Gemini: A Computation-Centric Distributed Graph Processing System
Download
OSDI, 2016
Summary
This paper introduces Gemini, a distributed graph processing system that builds scalability (distributed) on top of efficiency (shared-memory). First, the paper analyzes existing shared-memory and distributed graph systems and find the bottleneck is still computation; and argue that the design should pay close attention to the (local) computation overhead. Experiments over 8 node cluster show that Gemini scales similarly but runs much faster compared with existing graph processing systems.
Details
- Dual Update Propagation model
- Sparse mode: master to mirror -> update neighbors
- Dense mode: neighbors -> mirror (computation) -> master (lowers the computation overhead on master node)
-
Partitioning: Chunk based. Partition the vertex set to continuous chunks preserves locality.
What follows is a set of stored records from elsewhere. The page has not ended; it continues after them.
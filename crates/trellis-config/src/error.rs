//! Configuration error types.

use std::path::PathBuf;
use thiserror::Error;

/// Errors raised while loading or validating configuration.
#[derive(Error, Debug)]
pub enum ConfigError {
    /// The named file does not exist.
    #[error("configuration file not found: {path}")]
    FileNotFound {
        /// Path that was looked up.
        path: PathBuf,
    },

    /// The file exists but could not be read.
    #[error("failed to read configuration file: {path}")]
    ReadError {
        /// Path that failed.
        path: PathBuf,
        /// Underlying I/O error.
        #[source]
        source: std::io::Error,
    },

    /// TOML syntax error or schema mismatch (including unknown fields).
    #[error("failed to parse TOML configuration: {0}")]
    TomlError(#[from] toml::de::Error),

    /// JSON syntax error or schema mismatch (including unknown fields).
    #[error("failed to parse JSON configuration: {0}")]
    JsonError(#[from] serde_json::Error),

    /// An environment override names a field that does not exist.
    #[error("unknown configuration field: {field} in section {section}")]
    UnknownField {
        /// Field name.
        field: String,
        /// Section the field was looked up in.
        section: String,
    },

    /// A field holds a value outside its allowed range.
    #[error("invalid configuration value for {field}: {reason}")]
    InvalidValue {
        /// Dotted field path.
        field: String,
        /// What is wrong with it.
        reason: String,
    },

    /// An environment override could not be parsed.
    #[error("failed to parse environment variable {var}: {reason}")]
    EnvParseError {
        /// Variable name.
        var: String,
        /// Expected shape.
        reason: String,
    },

    /// Any other validation failure.
    #[error("configuration validation failed: {0}")]
    ValidationError(String),
}

impl ConfigError {
    /// Creates a [`ConfigError::FileNotFound`].
    pub fn file_not_found(path: impl Into<PathBuf>) -> Self {
        Self::FileNotFound { path: path.into() }
    }

    /// Creates a [`ConfigError::ReadError`].
    pub fn read_error(path: impl Into<PathBuf>, source: std::io::Error) -> Self {
        Self::ReadError {
            path: path.into(),
            source,
        }
    }

    /// Creates a [`ConfigError::UnknownField`].
    pub fn unknown_field(field: impl Into<String>, section: impl Into<String>) -> Self {
        Self::UnknownField {
            field: field.into(),
            section: section.into(),
        }
    }

    /// Creates a [`ConfigError::InvalidValue`].
    pub fn invalid_value(field: impl Into<String>, reason: impl Into<String>) -> Self {
        Self::InvalidValue {
            field: field.into(),
            reason: reason.into(),
        }
    }

    /// Creates a [`ConfigError::EnvParseError`].
    pub fn env_parse_error(var: impl Into<String>, reason: impl Into<String>) -> Self {
        Self::EnvParseError {
            var: var.into(),
            reason: reason.into(),
        }
    }

    /// Creates a [`ConfigError::ValidationError`].
    pub fn validation_error(message: impl Into<String>) -> Self {
        Self::ValidationError(message.into())
    }
}
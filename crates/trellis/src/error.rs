//! Startup errors surfaced by [`App::run`](crate::App::run).

use thiserror::Error;

/// Failure to bring an application up or keep it serving.
#[derive(Debug, Error)]
pub enum AppError {
    /// Configuration failed validation.
    #[error("configuration error: {0}")]
    Config(#[from] trellis_config::ConfigError),

    /// Logging or metrics could not be installed.
    #[error("telemetry error: {0}")]
    Telemetry(#[from] trellis_telemetry::TelemetryError),

    /// The listener failed.
    #[error("server error: {0}")]
    Server(#[from] trellis_server::ServerError),
}
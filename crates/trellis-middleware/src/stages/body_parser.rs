//! Body-parsing middleware.
//!
//! Requests arrive with a [`Body::Raw`] body. Each parser here looks at the
//! `content-type` header and, when it recognizes the type, replaces the raw
//! body with a typed one. Bodies that were already parsed by an earlier
//! stage are left alone, so several parsers can be mounted side by side.
//!
//! Content types are compared without parameters and case-insensitively:
//! `Application/JSON; charset=utf-8` is `application/json`.

use crate::middleware::{halt, next, Middleware, MiddlewareResult};
use bytes::Bytes;
use std::collections::BTreeSet;
use trellis_core::body::{FORM_CONTENT_TYPE, JSON_CONTENT_TYPE, TEXT_CONTENT_TYPE};
use trellis_core::{BinaryBody, Body, FormBody, JsonBody, Request, Response, TextBody};

/// Content types [`TextBodyParser`] accepts by default.
pub const TEXT_TYPES: &[&str] = &[
    "text/plain",
    "text/html",
    "text/css",
    "text/javascript",
    "text/csv",
    "text/xml",
    "text/markdown",
    "application/xml",
    "application/xhtml+xml",
    "application/javascript",
    "application/json",
];

/// Returns the request's media type: lower-cased, parameters stripped.
pub fn media_type(req: &Request) -> Option<String> {
    req.header("content-type").map(|value| {
        value
            .split(';')
            .next()
            .unwrap_or_default()
            .trim()
            .to_ascii_lowercase()
    })
}

/// Takes the raw bytes out of the request if the body is still unparsed.
fn raw_bytes(req: &Request) -> Option<Bytes> {
    req.body().and_then(|body| body.as_raw().ok()).cloned()
}

/// Parses textual bodies into [`TextBody`].
#[derive(Debug, Clone)]
pub struct TextBodyParser {
    types: BTreeSet<String>,
    forced: bool,
}

impl Default for TextBodyParser {
    fn default() -> Self {
        Self {
            types: TEXT_TYPES.iter().map(|t| (*t).to_string()).collect(),
            forced: false,
        }
    }
}

impl TextBodyParser {
    /// Parser for the default [`TEXT_TYPES`].
    pub fn new() -> Self {
        Self::default()
    }

    /// Parser that treats every raw body as text, whatever its type.
    ///
    /// The declared type is kept; bodies without one become `text/plain`.
    pub fn forced() -> Self {
        Self {
            types: BTreeSet::new(),
            forced: true,
        }
    }

    /// Adds another accepted media type.
    #[must_use]
    pub fn with_type(mut self, media_type: impl Into<String>) -> Self {
        self.types.insert(media_type.into().to_ascii_lowercase());
        self
    }
}

impl Middleware for TextBodyParser {
    fn name(&self) -> &str {
        "text-body-parser"
    }

    fn handle(&self, req: &mut Request, _res: &mut Response) -> MiddlewareResult {
        let Some(bytes) = raw_bytes(req) else {
            return next();
        };
        let content_type = match media_type(req) {
            Some(t) if self.forced || self.types.contains(&t) => t,
            None if self.forced => TEXT_CONTENT_TYPE.to_string(),
            _ => return next(),
        };
        req.set_body(TextBody::parse_from(&bytes, content_type));
        next()
    }
}

/// Parses `application/x-www-form-urlencoded` bodies into [`FormBody`].
///
/// A malformed payload is answered with `400 Bad Request`.
#[derive(Debug, Clone, Copy, Default)]
pub struct FormBodyParser;

impl Middleware for FormBodyParser {
    fn name(&self) -> &str {
        "form-body-parser"
    }

    fn handle(&self, req: &mut Request, res: &mut Response) -> MiddlewareResult {
        if media_type(req).as_deref() != Some(FORM_CONTENT_TYPE) {
            return next();
        }
        let Some(bytes) = raw_bytes(req) else {
            return next();
        };
        match FormBody::parse_from(&bytes) {
            Ok(form) => {
                req.set_body(form);
                next()
            }
            Err(err) => {
                tracing::debug!(error = %err, "rejecting malformed form body");
                res.send_error(400);
                halt()
            }
        }
    }
}

/// Parses `application/json` bodies into [`JsonBody`].
///
/// Invalid JSON is answered with `400 Bad Request`.
#[derive(Debug, Clone, Copy, Default)]
pub struct JsonBodyParser;

impl Middleware for JsonBodyParser {
    fn name(&self) -> &str {
        "json-body-parser"
    }

    fn handle(&self, req: &mut Request, res: &mut Response) -> MiddlewareResult {
        if media_type(req).as_deref() != Some(JSON_CONTENT_TYPE) {
            return next();
        }
        let Some(bytes) = raw_bytes(req) else {
            return next();
        };
        match JsonBody::parse_from(&bytes) {
            Ok(json) => {
                req.set_body(json);
                next()
            }
            Err(err) => {
                tracing::debug!(error = %err, "rejecting malformed JSON body");
                res.send_error(400);
                halt()
            }
        }
    }
}

/// Wraps raw bodies in [`BinaryBody`], recording the declared type.
///
/// With no type filter every raw body that has a `content-type` is wrapped.
#[derive(Debug, Clone, Default)]
pub struct BinaryBodyParser {
    types: BTreeSet<String>,
}

impl BinaryBodyParser {
    /// Parser that accepts any declared type.
    pub fn new() -> Self {
        Self::default()
    }

    /// Parser that only accepts the given media types.
    pub fn for_types<I, S>(types: I) -> Self
    where
        I: IntoIterator<Item = S>,
        S: Into<String>,
    {
        Self {
            types: types
                .into_iter()
                .map(|t| t.into().to_ascii_lowercase())
                .collect(),
        }
    }
}

impl Middleware for BinaryBodyParser {
    fn name(&self) -> &str {
        "binary-body-parser"
    }

    fn handle(&self, req: &mut Request, _res: &mut Response) -> MiddlewareResult {
        let Some(content_type) = media_type(req) else {
            return next();
        };
        if !self.types.is_empty() && !self.types.contains(&content_type) {
            return next();
        }
        if let Some(bytes) = raw_bytes(req) {
            req.set_body(Body::Binary(BinaryBody::parse_from(bytes, content_type)));
        }
        next()
    }
}

#[cfg(test)]
mod tests {
    use super::*;
    use crate::middleware::Flow;
    use http::{HeaderMap, HeaderValue};
    use serde_json::json;
    use trellis_core::{BodyKind, HttpMethod, InboundRequest};

    fn request(content_type: Option<&'static str>, body: &'static [u8]) -> Request {
        let mut map = HeaderMap::new();
        if let Some(t) = content_type {
            map.insert("content-type", HeaderValue::from_static(t));
        }
        let inbound = InboundRequest::new(HttpMethod::Post, "/upload")
            .with_headers(map)
            .with_raw_body(body);
        Request::from_inbound(inbound).unwrap()
    }

    fn run(mw: &dyn Middleware, req: &mut Request) -> (Flow, Response) {
        let mut res = Response::new();
        let flow = mw.handle(req, &mut res).unwrap();
        (flow, res)
    }

    #[test]
    fn test_media_type_normalization() {
        let req = request(Some("Application/JSON ; charset=utf-8"), b"");
        assert_eq!(media_type(&req).as_deref(), Some("application/json"));
        assert_eq!(media_type(&request(None, b"")), None);
    }

    #[test]
    fn test_text_parser() {
        let mut req = request(Some("text/html; charset=utf-8"), b"<p>hi</p>");
        let (flow, _) = run(&TextBodyParser::new(), &mut req);
        assert_eq!(flow, Flow::Continue);

        let text = req.body().unwrap().as_text().unwrap();
        assert_eq!(text.text, "<p>hi</p>");
        assert_eq!(text.content_type(), "text/html");
    }

    #[test]
    fn test_text_parser_skips_unknown_types() {
        let mut req = request(Some("image/png"), b"\x89PNG");
        run(&TextBodyParser::new(), &mut req);
        assert_eq!(req.body().map(Body::kind), Some(BodyKind::Raw));

        let mut req = request(Some("image/x-custom"), b"abc");
        run(&TextBodyParser::new().with_type("Image/X-Custom"), &mut req);
        assert_eq!(req.body().map(Body::kind), Some(BodyKind::Text));
    }

    #[test]
    fn test_forced_text_parser() {
        let mut req = request(None, b"anything");
        run(&TextBodyParser::forced(), &mut req);
        let text = req.body().unwrap().as_text().unwrap();
        assert_eq!(text.content_type(), "text/plain");

        let mut req = request(Some("image/png"), b"bytes");
        run(&TextBodyParser::forced(), &mut req);
        assert_eq!(req.body().unwrap().content_type(), "image/png");
    }

    #[test]
    fn test_form_parser() {
        let mut req = request(Some("application/x-www-form-urlencoded"), b"a=1&b=two+words");
        let (flow, _) = run(&FormBodyParser, &mut req);
        assert_eq!(flow, Flow::Continue);

        let form = req.body().unwrap().as_form().unwrap();
        assert_eq!(form.get("a"), Some("1"));
        assert_eq!(form.get("b"), Some("two words"));
    }

    #[test]
    fn test_json_parser() {
        let mut req = request(Some("application/json"), br#"{"name":"trellis"}"#);
        let (flow, res) = run(&JsonBodyParser, &mut req);
        assert_eq!(flow, Flow::Continue);
        assert!(!res.is_sent());
        assert_eq!(req.body().unwrap().as_json().unwrap().value, json!({"name": "trellis"}));
    }

    #[test]
    fn test_json_parser_rejects_invalid_json() {
        let mut req = request(Some("application/json"), b"{not json");
        let (flow, res) = run(&JsonBodyParser, &mut req);
        assert_eq!(flow, Flow::Halt);
        assert_eq!(res.status(), 400);
        assert!(res.is_sent());
    }

    #[test]
    fn test_parsers_leave_parsed_bodies_alone() {
        let mut req = request(Some("application/json"), br#"[1,2]"#);
        run(&TextBodyParser::new(), &mut req);
        run(&JsonBodyParser, &mut req);
        assert_eq!(req.body().map(Body::kind), Some(BodyKind::Text));
    }

    #[test]
    fn test_parsers_without_body() {
        let mut req = Request::new(HttpMethod::Get, "/").unwrap();
        let (flow, _) = run(&TextBodyParser::forced(), &mut req);
        assert_eq!(flow, Flow::Continue);
        assert!(req.body().is_none());
    }

    #[test]
    fn test_binary_parser() {
        let mut req = request(Some("image/png"), b"\x89PNG");
        run(&BinaryBodyParser::new(), &mut req);
        let binary = req.body().unwrap().as_binary().unwrap();
        assert_eq!(binary.content_type(), "image/png");
        assert_eq!(&binary.data[..], b"\x89PNG");
    }

    #[test]
    fn test_binary_parser_type_filter() {
        let mut req = request(Some("application/pdf"), b"%PDF");
        run(&BinaryBodyParser::for_types(["image/png"]), &mut req);
        assert_eq!(req.body().map(Body::kind), Some(BodyKind::Raw));
    }
}
//! Graceful shutdown and close.

use bytes::Bytes;
use log::info;

use super::Shared;
use crate::{
    error::{ErrorCode, Result},
    frame::Frame,
};

impl Shared {
    /// Stop accepting new streams and send GOAWAY with the last peer stream
    /// id processed. Later calls do nothing.
    pub(crate) async fn shutdown(&self, code: ErrorCode) -> Result<()> {
        let mut sink = self.writer.lock().await;
        let last_stream_id = {
            let mut state = self.lock_state();
            if std::mem::replace(&mut state.shutdown, true) {
                return Ok(());
            }
            state.streams.last_good_stream_id()
        };
        sink.send(Frame::GoAway {
            last_stream_id,
            code,
            debug_data: Bytes::new(),
        })
        .await
    }

    /// Shut down, reset every remaining stream with `stream_code`, cancel
    /// every pending ping and release the transport. Later calls do nothing.
    ///
    /// Every step runs even if an earlier write fails; the first failure is
    /// returned.
    pub(crate) async fn close(&self, connection_code: ErrorCode, stream_code: ErrorCode) -> Result<()> {
        if std::mem::replace(&mut self.lock_state().closing, true) {
            return Ok(());
        }
        let mut first_error = self.shutdown(connection_code).await.err();

        let (streams, pings, gauge) = {
            let mut state = self.lock_state();
            let pings: Vec<_> = state.pings.drain().map(|(_, ping)| ping).collect();
            (state.streams.drain(), pings, state.gauge.take())
        };
        self.changed.notify_waiters();

        for stream in &streams {
            if stream.mark_reset(stream_code)
                && let Err(e) = self.send_reset(stream.id(), stream_code).await
            {
                first_error.get_or_insert(e);
            }
        }
        for ping in &pings {
            ping.cancel();
        }

        self.writer.close().await;
        self.closed.cancel();
        drop(gauge);
        info!(
            "connection closed: role={}, code={connection_code}, reset_streams={}, canceled_pings={}",
            self.role,
            streams.len(),
            pings.len()
        );
        first_error.map_or(Ok(()), Err)
    }
}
- Edges: Using CSR/CSC format for incoming/outcoming edges. Especially, for sparse mode, add an existance bitmap; for dense mode, doubly compressed sparse column.
- Goal: reduce memory access in processing edges.
- Locality aware chunking.
- Powerlaw distribution, load balancing exhibits poor load balance.
-
HPC optimizations
- Experiments
Strength
- Preserving scalability, while greately reducing the computation time.
- locality preserved via chunk based partitioning
Weakness
- How about the effect of locality preserved chunking? It’s not analyzed in detail in the paper.